I’m not a feminist, but I feel my womanly womb clench her muscles and my authority re-wild when I see conglomerates of blood in the toilet bowl, but modesty and insularity heightens still embarrassed if a cotton pad falls out of the bag or if red blood is caught on the sheets, as if I have to be ashamed of soiling something, beside someone who only exists because we can bleed as human beings.
I recall tucking period pads under my armpit as a teenager when I ran into a boy in a store, and I remember my dying grandmother wearing a pad on her deathbed— I believe disease and age made us incontinent as newborns, so we become incontinent again.

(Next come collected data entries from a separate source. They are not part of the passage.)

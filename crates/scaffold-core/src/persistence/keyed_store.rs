use std::collections::BTreeMap;
use std::io::ErrorKind;
use std::path::{Path, PathBuf};
use std::sync::{Mutex, MutexGuard};

use crate::models::{CoreError, CoreErrorKind, Record, now_millis};
use crate::models::error::poisoned;
use crate::persistence::{Example, PersistenceResult, RecordStore};

type Table = BTreeMap<String, Record>;

#[derive(Clone, Debug, Default, Eq, PartialEq)]
pub struct StoreConfig {
    pub path: Option<PathBuf>,
    pub load_on_startup: bool,
}

/// In-memory store of records grouped into named tables.
///
/// Tables appear on first write. Every method holds the table lock for its
/// whole duration, so callers never observe a partial mutation.
#[derive(Debug, Default)]
pub struct KeyedStore {
    config: StoreConfig,
    tables: Mutex<BTreeMap<String, Table>>,
}

impl KeyedStore {
    pub fn new() -> Self {
        Self::default()
    }

    pub fn with_config(config: StoreConfig) -> Self {
        Self {
            config,
            tables: Mutex::new(BTreeMap::new()),
        }
    }

    pub fn config(&self) -> &StoreConfig {
        &self.config
    }

    pub fn path(&self) -> Option<&Path> {
        self.config.path.as_deref()
    }

    /// Loads the backing file when `load_on_startup` is set. Returns whether a load ran.
    pub async fn init(&self) -> PersistenceResult<bool> {
        if !self.config.load_on_startup {
            return Ok(false);
        }
        self.load_db().await?;
        Ok(true)
    }

    pub fn table_names(&self) -> PersistenceResult<Vec<String>> {
        Ok(self.lock_tables()?.keys().cloned().collect())
    }

    /// Writes every table to the backing file as `[[table, [records...]], ...]`.
    pub async fn save_db(&self) -> PersistenceResult<()> {
        let path = self.config.path.clone().ok_or_else(|| {
            storage_error("save_db", "no persistence path is configured".to_string())
        })?;

        let encoded = {
            let tables = self.lock_tables()?;
            let snapshot: Vec<(&String, Vec<&Record>)> = tables
                .iter()
                .map(|(name, table)| (name, table.values().collect()))
                .collect();
            serde_json::to_string_pretty(&snapshot).map_err(|error| {
                storage_error("save_db", format!("failed to encode tables: {error}"))
            })?
        };

        tokio::fs::write(&path, encoded).await.map_err(|error| {
            storage_error(
                "save_db",
                format!("failed to write '{}': {error}", path.display()),
            )
        })?;

        tracing::debug!(path = %path.display(), "saved keyed store");
        Ok(())
    }

    /// Replaces every table with the backing file's content.
    ///
    /// A missing file (or no configured path) leaves the store empty. Records
    /// without an id are dropped.
    pub async fn load_db(&self) -> PersistenceResult<()> {
        let Some(path) = self.config.path.clone() else {
            self.lock_tables()?.clear();
            return Ok(());
        };

        let content = match tokio::fs::read_to_string(&path).await {
            Ok(content) => content,
            Err(error) if error.kind() == ErrorKind::NotFound => {
                self.lock_tables()?.clear();
                tracing::debug!(path = %path.display(), "no saved keyed store, starting empty");
                return Ok(());
            }
            Err(error) => {
                return Err(storage_error(
                    "load_db",
                    format!("failed to read '{}': {error}", path.display()),
                ));
            }
        };

        let decoded: Vec<(String, Vec<Record>)> =
            serde_json::from_str(&content).map_err(|error| {
                storage_error(
                    "load_db",
                    format!("failed to decode '{}': {error}", path.display()),
                )
            })?;

        let mut tables = self.lock_tables()?;
        tables.clear();
        for (name, records) in decoded {
            let table = records
                .into_iter()
                .filter(|record| !record.id.is_empty())
                .map(|record| (record.id.clone(), record))
                .collect();
            tables.insert(name, table);
        }

        tracing::debug!(path = %path.display(), tables = tables.len(), "loaded keyed store");
        Ok(())
    }

    fn lock_tables(&self) -> PersistenceResult<MutexGuard<'_, BTreeMap<String, Table>>> {
        self.tables.lock().map_err(|_| poisoned("keyed store"))
    }
}

impl RecordStore for KeyedStore {
    fn generate_id(&self) -> String {
        uuid::Uuid::new_v4().to_string()
    }

    fn create_or_update(&self, table: &str, mut record: Record) -> PersistenceResult<Record> {
        let mut tables = self.lock_tables()?;
        let rows = tables.entry(table.to_string()).or_default();

        if record.id.is_empty() {
            record.id = self.generate_id();
            record.created_date = Some(now_millis());
        } else if let Some(existing) = rows.get(&record.id) {
            record.created_date = existing.created_date.or(record.created_date);
        }
        if record.created_date.is_none() {
            record.created_date = Some(now_millis());
        }

        rows.insert(record.id.clone(), record.clone());
        Ok(record)
    }

    fn find_by_id(&self, table: &str, id: &str) -> PersistenceResult<Option<Record>> {
        let tables = self.lock_tables()?;
        Ok(tables.get(table).and_then(|rows| rows.get(id)).cloned())
    }

    fn update_by_id(
        &self,
        table: &str,
        id: &str,
        change: &mut dyn FnMut(&mut Record) -> PersistenceResult<()>,
    ) -> PersistenceResult<Option<Record>> {
        let mut tables = self.lock_tables()?;
        let Some(stored) = tables.get_mut(table).and_then(|rows| rows.get_mut(id)) else {
            return Ok(None);
        };

        let mut changed = stored.clone();
        change(&mut changed)?;
        changed.id = stored.id.clone();
        changed.created_date = stored.created_date.or(changed.created_date);
        *stored = changed.clone();
        Ok(Some(changed))
    }

    fn delete_by_id(&self, table: &str, id: &str) -> PersistenceResult<Option<Record>> {
        let mut tables = self.lock_tables()?;
        Ok(tables.get_mut(table).and_then(|rows| rows.remove(id)))
    }

    fn delete_by_table(&self, table: &str) -> PersistenceResult<usize> {
        let mut tables = self.lock_tables()?;
        Ok(tables.remove(table).map(|rows| rows.len()).unwrap_or(0))
    }

    fn get_all(&self, table: &str) -> PersistenceResult<Vec<Record>> {
        let tables = self.lock_tables()?;
        Ok(tables
            .get(table)
            .map(|rows| rows.values().cloned().collect())
            .unwrap_or_default())
    }

    fn delete_all(&self) -> PersistenceResult<()> {
        self.lock_tables()?.clear();
        Ok(())
    }

    fn find_first_by_example(
        &self,
        table: &str,
        example: &Example,
    ) -> PersistenceResult<Option<Record>> {
        let tables = self.lock_tables()?;
        Ok(tables
            .get(table)
            .and_then(|rows| rows.values().find(|record| example.matches(record)))
            .cloned())
    }

    fn find_all_by_example(&self, table: &str, example: &Example) -> PersistenceResult<Vec<Record>> {
        let tables = self.lock_tables()?;
        Ok(tables
            .get(table)
            .map(|rows| {
                rows.values()
                    .filter(|record| example.matches(record))
                    .cloned()
                    .collect()
            })
            .unwrap_or_default())
    }
}

fn storage_error(operation_name: &str, message: String) -> CoreError {
    CoreError::new(
        CoreErrorKind::StorageFailure,
        format!("{operation_name} failed: {message}"),
    )
}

“You always say that,” he replies when I tell him I can’t have sex tonight because I’m bleeding.
I repeat it once a month, maybe more, since it’s a great get-out clause.
But I’m lying, lying, lying that I haven’t bled in ten years, and I say it proudly today to a guy.
I’m bleeding, and each drop of blood represents success, womanhood, control, and a release.
I’m not a feminist, yet the colour of the red in the blood fascinates me.
Maybe since I’m a painter, I see things differently, but take a look the next time and you’ll see what I mean.
It has every crimson cream shade imaginable.
“Don’t be so feministic, don’t use it on the painting,” he says.
If I do it eventually, I won’t tell you since it would just improve the job and give off that delicious air of womanhood that has been tainted by shame and disarray for so long.
Next blog will be out soon.Desai Thoughts MEdia.